Isi
COVID-19, dikenal sebagai penyakit coronavirus 2019 atau Penyakit virus corona 2019 merupakan infeksi yang disebabkan oleh jenis baru virus corona, SARS-CoV-2, dan ditandai dengan munculnya gejala mirip flu, seperti demam, sakit kepala dan malaise umum, selain kesulitan bernapas.
Infeksi ini pertama kali muncul di China, tetapi dengan cepat menyebar ke beberapa negara, dan COVID-19 sekarang dianggap sebagai pandemi. Penularan yang cepat ini terutama karena cara mudah penularan virus, yaitu melalui penghirupan tetesan air liur dan sekret pernafasan yang mengandung virus dan tersuspensi di udara.

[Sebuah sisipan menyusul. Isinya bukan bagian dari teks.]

#[cfg(test)]
mod tests {
    use super::*;
    use crate::testing::FakeRemote;

    fn endpoints() -> Endpoints {
        Endpoints {
            driver_host: "203.0.113.7".to_string(),
            service_host: "10.0.0.10".to_string(),
        }
    }

    fn memtier_workload() -> Workload {
        Workload {
            primary_metric: MetricName::OpsPerSec,
            health: HealthCheck {
                command: "redis-cli ping".to_string(),
                expect: Some("PONG".to_string()),
            },
            vars: [("clients".to_string(), "50".to_string())].into_iter().collect(),
            phases: vec![
                PhaseSpec::new("flush", "redis-cli -h {service_host} FLUSHALL").warn_on_failure(),
                PhaseSpec::new("memtier", "memtier_benchmark -s {service_host} -c {clients}")
                    .parsed_by(ParserKind::Memtier),
            ],
        }
    }

    #[test]
    fn reported_metrics_follow_parsers_and_timed_phases() {
        let reported = memtier_workload().reported_metrics();
        assert_eq!(reported[0], MetricName::OpsPerSec);
        assert!(reported.contains(&MetricName::P99LatencyMs));
        assert!(!reported.contains(&MetricName::P95LatencyMs));

        let mut timed = memtier_workload();
        timed.phases[0] = timed.phases[0].clone().timed_as(DurationMetric::IndexingTimeS);
        assert!(timed.reported_metrics().contains(&MetricName::IndexingTimeS));
    }

    #[test]
    fn render_substitutes_known_keys_only() {
        let vars: BTreeMap<String, String> = [
            ("host".to_string(), "10.0.0.10".to_string()),
            ("vus".to_string(), "8".to_string()),
        ]
        .into_iter()
        .collect();
        assert_eq!(
            render("k6 run -e HOST={host} --vus {vus} ${HOME} {\"a\":1} {unknown}", &vars),
            "k6 run -e HOST=10.0.0.10 --vus 8 ${HOME} {\"a\":1} {unknown}"
        );
        assert_eq!(render("{host", &vars), "{host");
    }

    #[test]
    fn warn_phase_failure_is_soft_and_metrics_are_parsed() {
        let remote = FakeRemote::new()
            .respond("FLUSHALL", 1, "NOAUTH")
            .respond("memtier_benchmark", 0, "Totals 5000.00 4000.00 100.00 1.0 0.9 2.0 3.0 900.0");
        let outcome = run_workload(&remote, &memtier_workload(), &endpoints(), &BTreeMap::new());
        assert_eq!(outcome.failure, None);
        assert_eq!(outcome.metrics.ops_per_sec, Some(5000.0));
        assert_eq!(outcome.soft_failures.len(), 1);
        assert_eq!(outcome.timings.len(), 2);
        assert!(!outcome.timings[0].ok);
        assert!(remote
            .commands()
            .contains(&"memtier_benchmark -s 10.0.0.10 -c 50".to_string()));
    }

    #[test]
    fn fail_phase_stops_the_workload_with_non_zero_exit() {
        let remote = FakeRemote::new().respond("memtier_benchmark", 137, "Killed");
        let outcome = run_workload(&remote, &memtier_workload(), &endpoints(), &BTreeMap::new());
        match outcome.failure {
            Some(BenchError::NonZeroExit { ref phase, status, .. }) => {
                assert_eq!(phase, "memtier");
                assert_eq!(status, 137);
            }
            ref other => panic!("unexpected failure: {:?}", other),
        }
    }

    #[test]
    fn timeout_is_reported_as_timeout() {
        let remote = FakeRemote::new().time_out_on("memtier_benchmark");
        let outcome = run_workload(&remote, &memtier_workload(), &endpoints(), &BTreeMap::new());
        assert!(matches!(outcome.failure, Some(BenchError::Timeout { .. })));
    }

    #[test]
    fn missing_primary_metric_is_unparseable() {
        let remote = FakeRemote::new().respond("memtier_benchmark", 0, "connection refused");
        let outcome = run_workload(&remote, &memtier_workload(), &endpoints(), &BTreeMap::new());
        assert!(matches!(
            outcome.failure,
            Some(BenchError::Unparseable { ref metric, .. }) if metric == "ops_per_sec"
        ));
    }

    #[test]
    fn poll_waits_for_zero_pending_and_report_command_is_parsed() {
        let workload = Workload {
            primary_metric: MetricName::Qps,
            health: HealthCheck {
                command: "curl -sf http://localhost:7700/health".to_string(),
                expect: Some("available".to_string()),
            },
            vars: BTreeMap::new(),
            phases: vec![
                PhaseSpec::new("upload", "upload-docs --host {service_host}")
                    .poll("curl -s tasks?statuses=processing,enqueued", 0, 5)
                    .timed_as(DurationMetric::IndexingTimeS),
                PhaseSpec::new("search", "k6 run search.js")
                    .parsed_by(ParserKind::K6Summary)
                    .report("cat /tmp/k6_results.json"),
            ],
        };
        let remote = FakeRemote::new()
            .respond_seq(
                "tasks?statuses",
                vec![(0, r#"{"total": 2}"#), (0, r#"{"total": 1}"#), (0, r#"{"total": 0}"#)],
            )
            .respond("k6 run", 0, "running (1m00s), 0/8 VUs")
            .respond(
                "cat /tmp/k6_results.json",
                0,
                r#"{"metrics": {"http_reqs": {"count": 600, "rate": 10.0},
                    "search_latency_ms": {"avg": 5, "med": 4, "p(95)": 9, "p(99)": 12}}}"#,
            );
        let outcome = run_workload(&remote, &workload, &endpoints(), &BTreeMap::new());
        assert_eq!(outcome.failure, None, "{:?}", outcome.soft_failures);
        assert_eq!(outcome.metrics.qps, Some(10.0));
        assert!(outcome.metrics.indexing_time_s.is_some());
        assert_eq!(
            remote.commands().iter().filter(|c| c.contains("tasks?statuses")).count(),
            3
        );
    }
}
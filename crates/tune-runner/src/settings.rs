//! Run-wide settings, loaded from YAML. Every field has a default so an
//! empty file (or no file) describes a working setup for the built-in
//! providers.

use crate::bench::Workload;
use crate::cost::{PricingTable, ProviderConstraints};
use crate::error::TuneError;
use crate::remote::SshSettings;
use crate::retry::RetryPolicy;
use crate::service::Service;
use serde::{Deserialize, Serialize};
use std::collections::BTreeMap;
use std::fmt;
use std::fs;
use std::path::{Path, PathBuf};
use std::str::FromStr;

#[derive(Debug, Clone, Copy, PartialEq, Eq, Default, Serialize, Deserialize)]
#[serde(rename_all = "snake_case")]
pub enum Mode {
    /// Vary the physical shape; every trial re-provisions.
    #[default]
    Infra,
    /// Keep a fixed shape and vary service-level settings.
    Config,
}

impl Mode {
    pub fn as_str(&self) -> &'static str {
        match self {
            Mode::Infra => "infra",
            Mode::Config => "config",
        }
    }
}

impl fmt::Display for Mode {
    fn fmt(&self, f: &mut fmt::Formatter<'_>) -> fmt::Result {
        f.write_str(self.as_str())
    }
}

impl FromStr for Mode {
    type Err = TuneError;

    fn from_str(s: &str) -> Result<Self, Self::Err> {
        match s.trim().to_lowercase().as_str() {
            "infra" => Ok(Mode::Infra),
            "config" => Ok(Mode::Config),
            _ => Err(TuneError::UnknownMode(s.to_string())),
        }
    }
}

/// How resources are tainted before a service deployment is created.
#[derive(Debug, Clone, Copy, PartialEq, Eq, Serialize, Deserialize)]
#[serde(rename_all = "snake_case")]
pub enum TaintScope {
    Once,
    PerNode,
    PerDrive,
}

#[derive(Debug, Clone, PartialEq, Serialize, Deserialize)]
pub struct TaintRule {
    pub resource: String,
    pub scope: TaintScope,
}

impl TaintRule {
    fn new(resource: &str, scope: TaintScope) -> Self {
        Self {
            resource: resource.to_string(),
            scope,
        }
    }

    /// Concrete resource addresses for a deployment.
    pub fn expand(&self, nodes: u32, total_drives: u32) -> Vec<String> {
        let count = match self.scope {
            TaintScope::Once => return vec![self.resource.clone()],
            TaintScope::PerNode => nodes,
            TaintScope::PerDrive => total_drives,
        };
        (0..count)
            .map(|i| format!("{}[{}]", self.resource, i))
            .collect()
    }
}

#[derive(Debug, Clone, PartialEq, Serialize, Deserialize)]
pub struct ProviderProfile {
    pub terraform_dir: PathBuf,
    pub pricing: PricingTable,
    #[serde(default)]
    pub constraints: ProviderConstraints,
    #[serde(default)]
    pub disk_types: Vec<String>,
    #[serde(default = "default_driver_output")]
    pub driver_output: String,
    /// Service name to output name; `<service>_vm_ip` when absent.
    #[serde(default)]
    pub service_outputs: BTreeMap<String, String>,
    /// Passed to every apply.
    #[serde(default)]
    pub extra_vars: BTreeMap<String, String>,
    /// Service name to resources forced into recreation on create.
    #[serde(default)]
    pub taint_on_create: BTreeMap<String, Vec<TaintRule>>,
}

fn default_driver_output() -> String {
    "benchmark_vm_ip".to_string()
}

impl ProviderProfile {
    pub fn service_output(&self, service: Service) -> String {
        self.service_outputs
            .get(service.name())
            .cloned()
            .unwrap_or_else(|| format!("{}_vm_ip", service.name()))
    }

    /// First listed disk type; what the provider attaches unless told otherwise.
    pub fn default_disk_type(&self) -> &str {
        self.disk_types.first().map(String::as_str).unwrap_or_default()
    }

    pub fn taint_rules(&self, service: Service) -> &[TaintRule] {
        self.taint_on_create
            .get(service.name())
            .map(Vec::as_slice)
            .unwrap_or(&[])
    }

    fn rates(pairs: &[(&str, f64)]) -> BTreeMap<String, f64> {
        pairs.iter().map(|(k, v)| (k.to_string(), *v)).collect()
    }

    pub fn selectel() -> Self {
        Self {
            terraform_dir: PathBuf::from("terraform/selectel"),
            pricing: PricingTable {
                cpu_rate: 0.5,
                ram_rate: 0.1,
                drive_rates: Self::rates(&[("fast", 0.01), ("universal", 0.005), ("basic", 0.002)]),
                fallback_drive_rate: 0.01,
            },
            constraints: ProviderConstraints {
                min_ram_gb_by_cpu: [(2, 2), (4, 4), (8, 8), (16, 32), (32, 64)]
                    .into_iter()
                    .collect(),
            },
            disk_types: vec!["fast".into(), "universal".into(), "basic".into()],
            driver_output: default_driver_output(),
            service_outputs: BTreeMap::new(),
            extra_vars: BTreeMap::new(),
            taint_on_create: [(
                "minio".to_string(),
                vec![
                    TaintRule::new("openstack_compute_instance_v2.minio", TaintScope::PerNode),
                    TaintRule::new("openstack_blockstorage_volume_v3.minio_boot", TaintScope::PerNode),
                    TaintRule::new("openstack_networking_port_v2.minio", TaintScope::PerNode),
                    TaintRule::new("openstack_blockstorage_volume_v3.minio_data", TaintScope::PerDrive),
                ],
            )]
            .into_iter()
            .collect(),
        }
    }

    pub fn timeweb() -> Self {
        Self {
            terraform_dir: PathBuf::from("terraform/timeweb"),
            pricing: PricingTable {
                cpu_rate: 0.4,
                ram_rate: 0.08,
                drive_rates: Self::rates(&[("nvme", 0.012), ("ssd", 0.008), ("hdd", 0.003)]),
                fallback_drive_rate: 0.01,
            },
            constraints: ProviderConstraints::default(),
            disk_types: vec!["nvme".into(), "ssd".into(), "hdd".into()],
            driver_output: default_driver_output(),
            service_outputs: BTreeMap::new(),
            extra_vars: BTreeMap::new(),
            taint_on_create: [(
                "minio".to_string(),
                vec![
                    TaintRule::new("twc_server.minio", TaintScope::PerNode),
                    TaintRule::new("twc_server_disk.minio_data", TaintScope::PerDrive),
                ],
            )]
            .into_iter()
            .collect(),
        }
    }
}

#[derive(Debug, Clone, PartialEq, Serialize, Deserialize)]
#[serde(default)]
pub struct ReadinessSettings {
    pub interval_secs: u64,
    pub timeout_secs: u64,
    pub check_timeout_secs: u64,
    /// File created on the driver host once its tooling is installed.
    pub driver_marker: String,
    pub driver_timeout_secs: u64,
    /// Remote timeout for service settings scripts.
    pub settings_timeout_secs: u64,
}

impl Default for ReadinessSettings {
    fn default() -> Self {
        Self {
            interval_secs: 10,
            timeout_secs: 300,
            check_timeout_secs: 30,
            driver_marker: "/root/benchmark-ready".to_string(),
            driver_timeout_secs: 600,
            settings_timeout_secs: 120,
        }
    }
}

#[derive(Debug, Clone, PartialEq, Serialize, Deserialize)]
#[serde(default)]
pub struct TunerSettings {
    pub results_dir: PathBuf,
    pub providers: BTreeMap<String, ProviderProfile>,
    pub ssh: SshSettings,
    pub retry: RetryPolicy,
    pub readiness: ReadinessSettings,
    pub provision_timeout_secs: u64,
    /// Seconds to wait after a teardown before the next create.
    pub teardown_settle_secs: u64,
    /// Per-service workload overrides.
    pub workloads: BTreeMap<String, Workload>,
    /// Per-service baseline workloads, run before the benchmark.
    pub baselines: BTreeMap<String, Workload>,
}

impl Default for TunerSettings {
    fn default() -> Self {
        Self {
            results_dir: PathBuf::from("results"),
            providers: [
                ("selectel".to_string(), ProviderProfile::selectel()),
                ("timeweb".to_string(), ProviderProfile::timeweb()),
            ]
            .into_iter()
            .collect(),
            ssh: SshSettings::default(),
            retry: RetryPolicy::default(),
            readiness: ReadinessSettings::default(),
            provision_timeout_secs: 1800,
            teardown_settle_secs: 10,
            workloads: BTreeMap::new(),
            baselines: BTreeMap::new(),
        }
    }
}

impl TunerSettings {
    pub fn from_yaml(raw: &str) -> Result<Self, TuneError> {
        let settings: TunerSettings = serde_yaml::from_str(raw)?;
        settings.validate()?;
        Ok(settings)
    }

    pub fn load(path: &Path) -> Result<Self, TuneError> {
        let raw = fs::read_to_string(path)?;
        Self::from_yaml(&raw)
    }

    fn validate(&self) -> Result<(), TuneError> {
        for (name, workload) in self.workloads.iter().chain(self.baselines.iter()) {
            name.parse::<Service>()?;
            if workload.phases.is_empty() {
                return Err(TuneError::InvalidSettings(format!(
                    "workload for {} has no phases",
                    name
                )));
            }
        }
        if self.retry.max_attempts == 0 {
            return Err(TuneError::InvalidSettings(
                "retry.max_attempts must be at least 1".to_string(),
            ));
        }
        Ok(())
    }

    pub fn provider(&self, name: &str) -> Result<&ProviderProfile, TuneError> {
        self.providers
            .get(name)
            .ok_or_else(|| TuneError::UnknownProvider {
                name: name.to_string(),
                available: self.providers.keys().cloned().collect::<Vec<_>>().join(", "),
            })
    }

    pub fn workload(&self, service: Service) -> Workload {
        self.workloads
            .get(service.name())
            .cloned()
            .unwrap_or_else(|| service.default_workload())
    }

    pub fn baseline(&self, service: Service) -> Option<Workload> {
        self.baselines.get(service.name()).cloned()
    }

    pub fn results_path(&self, service: Service, provider: &str) -> PathBuf {
        self.results_dir
            .join(format!("results_{}_{}.json", service.name(), provider))
    }
}

#[cfg(test)]
mod tests {
    use super::*;
    use crate::metrics::MetricName;

    #[test]
    fn empty_yaml_yields_builtin_providers() {
        let settings = TunerSettings::from_yaml("{}").expect("defaults");
        let selectel = settings.provider("selectel").expect("selectel");
        assert_eq!(selectel.pricing.drive_rate("fast"), 0.01);
        assert_eq!(selectel.constraints.min_ram_gb_by_cpu.get(&16), Some(&32));
        assert_eq!(selectel.service_output(Service::Redis), "redis_vm_ip");
        assert_eq!(selectel.default_disk_type(), "fast");
        assert_eq!(settings.provider("timeweb").expect("timeweb").default_disk_type(), "nvme");
        assert_eq!(settings.teardown_settle_secs, 10);

        let err = settings.provider("aws").expect_err("unknown");
        assert!(err.to_string().contains("selectel, timeweb"), "{}", err);
    }

    #[test]
    fn yaml_overrides_merge_with_defaults() {
        let raw = r#"
results_dir: /var/lib/tune
retry:
  conflict_backoff_secs: 1
readiness:
  timeout_secs: 60
workloads:
  redis:
    primary_metric: p99_latency_ms
    health: {command: "redis-cli ping", expect: PONG}
    phases:
      - name: memtier
        command: "memtier_benchmark -s {service_host}"
        parser: memtier
"#;
        let settings = TunerSettings::from_yaml(raw).expect("parse");
        assert_eq!(settings.retry.conflict_backoff_secs, 1);
        assert_eq!(settings.retry.max_attempts, 3);
        assert_eq!(settings.readiness.interval_secs, 10);
        assert_eq!(settings.readiness.timeout_secs, 60);
        let workload = settings.workload(Service::Redis);
        assert_eq!(workload.primary_metric, MetricName::P99LatencyMs);
        assert_eq!(workload.phases[0].timeout_secs, 600);
        assert_eq!(settings.workload(Service::Minio).primary_metric, MetricName::GenRowsPerSec);
        assert_eq!(
            settings.results_path(Service::Redis, "timeweb"),
            PathBuf::from("/var/lib/tune/results_redis_timeweb.json")
        );
    }

    #[test]
    fn workload_for_unknown_service_is_rejected() {
        let raw = "workloads:\n  mongo:\n    primary_metric: qps\n    health: {command: 'true'}\n    phases: []\n";
        assert!(matches!(
            TunerSettings::from_yaml(raw),
            Err(TuneError::UnknownService(_))
        ));
    }

    #[test]
    fn taint_rules_expand_per_node_and_drive() {
        let profile = ProviderProfile::timeweb();
        let resources: Vec<String> = profile
            .taint_rules(Service::Minio)
            .iter()
            .flat_map(|r| r.expand(2, 4))
            .collect();
        assert_eq!(resources.len(), 6);
        assert_eq!(resources[0], "twc_server.minio[0]");
        assert_eq!(resources[5], "twc_server_disk.minio_data[3]");
        assert!(profile.taint_rules(Service::Redis).is_empty());
    }
}
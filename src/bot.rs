use std::sync::Arc;

use anyhow::Result;
use tracing::{debug, error, info, warn};

use crate::command::{self, Command, Verb};
use crate::directory::{Directory, DirectoryEntry};
use crate::members::{self, Role};
use crate::platform::{AdminRights, Platform, User};
use crate::update::{Message, Update};

/// Shared application state, built once at startup
pub struct AppState {
    pub platform: Arc<dyn Platform>,
    pub directory: Arc<dyn Directory>,
}

impl AppState {
    pub fn new(platform: Arc<dyn Platform>, directory: Arc<dyn Directory>) -> Self {
        Self {
            platform,
            directory,
        }
    }
}

/// A platform mutation applied to each resolved target
#[derive(Debug, Clone, Copy)]
enum Action {
    Kick,
    Unban,
    Promote,
    Demote,
}

impl Action {
    async fn apply(self, platform: &dyn Platform, chat_id: i64, user: &User) -> Result<()> {
        match self {
            Action::Kick => platform.kick_chat_member(chat_id, user.id).await,
            Action::Unban => platform.unban_chat_member(chat_id, user.id).await,
            Action::Promote => {
                platform
                    .promote_chat_member(chat_id, user.id, AdminRights::moderator())
                    .await
            }
            Action::Demote => {
                platform
                    .promote_chat_member(chat_id, user.id, AdminRights::none())
                    .await
            }
        }
    }
}

/// Per-target results of a batch action
#[derive(Debug, Default)]
struct BatchOutcome {
    succeeded: Vec<String>,
    failed: Vec<String>,
}

/// Apply `action` to every target, one call at a time.
/// A failing target is recorded and does not stop the rest.
async fn run_batch(
    platform: &dyn Platform,
    chat_id: i64,
    action: Action,
    targets: &[User],
) -> BatchOutcome {
    let mut outcome = BatchOutcome::default();

    for user in targets {
        match action.apply(platform, chat_id, user).await {
            Ok(()) => outcome.succeeded.push(user.to_string()),
            Err(e) => {
                error!("{:?} failed for {}: {:#}", action, user, e);
                outcome.failed.push(format!(
                    "{} ({}): {:#}",
                    user.handle(),
                    user.full_name(),
                    e
                ));
            }
        }
    }

    outcome
}

/// Reply in the chat; failures are logged only
async fn reply(state: &AppState, message: &Message, text: &str) {
    if let Err(e) = state
        .platform
        .send_message(message.chat.id, message.message_id, text)
        .await
    {
        error!("Failed to send reply to chat {}: {:#}", message.chat.id, e);
    }
}

/// Record the sender in the directory. Best effort.
async fn record_sender(state: &AppState, user: &User) {
    let Some(username) = user.username.as_deref().filter(|u| !u.is_empty()) else {
        debug!("Not recording user {} without a username", user.id);
        return;
    };

    let entry = DirectoryEntry {
        username: username.to_string(),
        user_id: user.id,
        name: user.full_name(),
    };
    if let Err(e) = state.directory.upsert_user(&entry).await {
        error!("Error updating user {} in directory: {:#}", username, e);
    }
}

/// Process one inbound update.
///
/// Returns an error only when the caller's privileges could not be checked;
/// every other failure is logged and absorbed.
pub async fn handle_update(state: &AppState, update: Update) -> Result<()> {
    let Some(from) = update.event.sender() else {
        debug!("Update {} ({}) has no sender", update.id, update.event.kind());
        return Ok(());
    };

    if from.is_bot {
        return Ok(());
    }

    record_sender(state, from).await;

    let Some(message) = update.event.message() else {
        return Ok(());
    };

    if !message.chat.is_supergroup() {
        return Ok(());
    }

    let Some(command) = command::parse(message) else {
        return Ok(());
    };

    debug!(
        "Command received {} from {}. Mentions: {}, text mentions: {}",
        command.name,
        from,
        command.handles.join(";"),
        command.users.len()
    );

    let lookup = members::privileges(state.platform.as_ref(), message.chat.id, from.id).await;
    let privileges = match lookup {
        Ok(p) => p,
        Err(e) => {
            error!("Could not check privileges of {}: {:#}", from, e);
            reply(state, message, "Could not check user privileges.").await;
            return Err(e.context("Could not check user privileges"));
        }
    };

    if !privileges.is_moderator {
        return Ok(());
    }

    if command.verb.is_moderator_tier() {
        run_moderator_command(state, message, from, &command, privileges.is_administrator).await;
        return Ok(());
    }

    if !privileges.is_administrator {
        warn!(
            "Non-administrator trying administrator command: {}, {}",
            command.name, from
        );
        return Ok(());
    }

    run_administrator_command(state, message, from, &command).await;
    Ok(())
}

async fn run_moderator_command(
    state: &AppState,
    message: &Message,
    from: &User,
    command: &Command,
    is_administrator: bool,
) {
    let platform = state.platform.as_ref();
    let directory = state.directory.as_ref();
    let chat_id = message.chat.id;

    let text = match command.verb {
        Verb::Hello => {
            let title = message.chat.title.as_deref().unwrap_or_default();
            let rank = if is_administrator {
                "an administrator"
            } else {
                "a moderator"
            };
            format!("Hi {}, welcome to {}! You are {}.", from.first_name, title, rank)
        }
        Verb::Ban => {
            let targets =
                members::resolve(platform, directory, chat_id, command, Role::Regular).await;
            let outcome = run_batch(platform, chat_id, Action::Kick, &targets).await;
            summary(&outcome.succeeded, "No members banned.", "Banned user(s)")
        }
        Verb::Unban => {
            let targets =
                members::resolve(platform, directory, chat_id, command, Role::Kicked).await;
            let outcome = run_batch(platform, chat_id, Action::Unban, &targets).await;
            summary(&outcome.succeeded, "No members unbanned.", "Unbanned user(s)")
        }
        Verb::List => {
            let moderators = members::list_moderators(platform, chat_id).await;
            summary(&moderators, "No moderators found.", "Moderators:")
        }
        Verb::Promote | Verb::Demote | Verb::Unknown => return,
    };

    reply(state, message, &text).await;
}

async fn run_administrator_command(
    state: &AppState,
    message: &Message,
    from: &User,
    command: &Command,
) {
    let platform = state.platform.as_ref();
    let directory = state.directory.as_ref();
    let chat_id = message.chat.id;

    let (outcome, empty, prefix) = match command.verb {
        Verb::Promote => {
            let targets =
                members::resolve(platform, directory, chat_id, command, Role::Regular).await;
            (
                run_batch(platform, chat_id, Action::Promote, &targets).await,
                "No moderators added.",
                "Added moderator(s)",
            )
        }
        Verb::Demote => {
            let targets =
                members::resolve(platform, directory, chat_id, command, Role::Moderator).await;
            (
                run_batch(platform, chat_id, Action::Demote, &targets).await,
                "No moderators removed.",
                "Removed moderator(s)",
            )
        }
        _ => {
            let text = format!(
                "Sorry {}, I didn't get that. Try saying '/hello'.",
                from.first_name
            );
            reply(state, message, &text).await;
            return;
        }
    };

    info!("{} by {}: {:?}", command.name, from, outcome.succeeded);
    reply(state, message, &summary(&outcome.succeeded, empty, prefix)).await;

    if !outcome.failed.is_empty() {
        let text = format!("Errors: {}.", outcome.failed.join("; "));
        reply(state, message, &text).await;
    }
}

/// `"<prefix> a,b."`, or `empty` when there is nothing to list
fn summary(items: &[String], empty: &str, prefix: &str) -> String {
    if items.is_empty() {
        empty.to_string()
    } else {
        format!("{} {}.", prefix, items.join(","))
    }
}
pub mod telegram;

use std::fmt;

use anyhow::Result;
use async_trait::async_trait;
use serde::Deserialize;

/// A platform user as it appears in updates and chat member lookups
#[derive(Debug, Clone, PartialEq, Eq, Deserialize)]
pub struct User {
    pub id: u64,
    #[serde(default)]
    pub is_bot: bool,
    pub first_name: String,
    #[serde(default)]
    pub last_name: Option<String>,
    #[serde(default)]
    pub username: Option<String>,
}

impl User {
    /// First and last name joined with a space (last name omitted when empty)
    pub fn full_name(&self) -> String {
        match self.last_name.as_deref() {
            Some(last) if !last.is_empty() => format!("{} {}", self.first_name, last),
            _ => self.first_name.clone(),
        }
    }

    /// The public handle, or an empty string when the user has none
    pub fn handle(&self) -> &str {
        self.username.as_deref().unwrap_or("")
    }
}

impl fmt::Display for User {
    fn fmt(&self, f: &mut fmt::Formatter<'_>) -> fmt::Result {
        let name = self.full_name();
        match self.username.as_deref() {
            Some(handle) if !handle.is_empty() => write!(f, "{} ({})", name, handle),
            _ => write!(f, "{}", name),
        }
    }
}

/// Membership status reported by the platform for a user in a chat
#[derive(Debug, Clone, Copy, PartialEq, Eq)]
pub enum MemberStatus {
    Creator,
    Administrator,
    Member,
    Restricted,
    Left,
    Kicked,
}

impl MemberStatus {
    pub fn as_str(&self) -> &'static str {
        match self {
            MemberStatus::Creator => "creator",
            MemberStatus::Administrator => "administrator",
            MemberStatus::Member => "member",
            MemberStatus::Restricted => "restricted",
            MemberStatus::Left => "left",
            MemberStatus::Kicked => "kicked",
        }
    }
}

impl fmt::Display for MemberStatus {
    fn fmt(&self, f: &mut fmt::Formatter<'_>) -> fmt::Result {
        f.write_str(self.as_str())
    }
}

/// A user's live standing in a specific chat
#[derive(Debug, Clone, PartialEq, Eq)]
pub struct ChatMember {
    pub user: User,
    pub status: MemberStatus,
    pub can_promote_members: bool,
}

/// Administrator rights passed to `promote_chat_member`.
/// All-false demotes the user back to a regular member.
#[derive(Debug, Clone, Copy, PartialEq, Eq, Default)]
pub struct AdminRights {
    pub can_change_info: bool,
    pub can_delete_messages: bool,
    pub can_invite_users: bool,
    pub can_restrict_members: bool,
    pub can_pin_messages: bool,
    pub can_promote_members: bool,
}

impl AdminRights {
    /// Rights granted to a moderator: clean up messages and pin them, nothing else
    pub fn moderator() -> Self {
        Self {
            can_delete_messages: true,
            can_pin_messages: true,
            ..Self::default()
        }
    }

    pub fn none() -> Self {
        Self::default()
    }
}

/// The moderation platform's HTTP API, reduced to the calls the bot makes.
#[async_trait]
pub trait Platform: Send + Sync {
    async fn send_message(&self, chat_id: i64, reply_to: i32, text: &str) -> Result<()>;

    async fn get_chat_administrators(&self, chat_id: i64) -> Result<Vec<ChatMember>>;

    async fn get_chat_member(&self, chat_id: i64, user_id: u64) -> Result<ChatMember>;

    async fn promote_chat_member(
        &self,
        chat_id: i64,
        user_id: u64,
        rights: AdminRights,
    ) -> Result<()>;

    async fn kick_chat_member(&self, chat_id: i64, user_id: u64) -> Result<()>;

    async fn unban_chat_member(&self, chat_id: i64, user_id: u64) -> Result<()>;
}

Oleh karena itu, tindakan pencegahan penting dilakukan untuk mencegah penularan dan penularan, membantu memerangi pandemi. Pelajari lebih lanjut tentang virus corona, gejala dan cara mengidentifikasinya.
Karena ini adalah virus baru, hanya ada sedikit informasi yang tersedia dan ada beberapa keraguan. Berikut adalah keraguan utama tentang COVID-19 untuk mencoba mengklarifikasi masing-masing:
1. Apakah virus ditularkan melalui udara?
Penularan virus yang menyebabkan COVID-19 terjadi terutama dengan menghirup tetesan air liur atau sekresi pernapasan yang ada di udara ketika orang yang terinfeksi batuk, bersin atau berbicara, misalnya, atau melalui kontak dengan permukaan yang terkontaminasi.
Oleh karena itu, untuk menghindari penularan, disarankan bagi orang yang telah dikonfirmasi dengan virus corona baru, atau yang menunjukkan gejala yang mengindikasikan infeksi, memakai masker pelindung agar tidak menularkan virus ke orang lain.
Tidak ada kasus dan tidak ada bukti bahwa virus corona baru dapat ditularkan melalui gigitan nyamuk, seperti yang terjadi pada kasus penyakit lain seperti demam berdarah dan demam kuning misalnya, karena hanya dianggap penularannya terjadi melalui inhalasi. tetesan tersuspensi di udara yang mengandung virus. Lihat lebih lanjut tentang siaran COVID-19.
2. Siapa yang tidak memiliki gejala dapat menularkan virus?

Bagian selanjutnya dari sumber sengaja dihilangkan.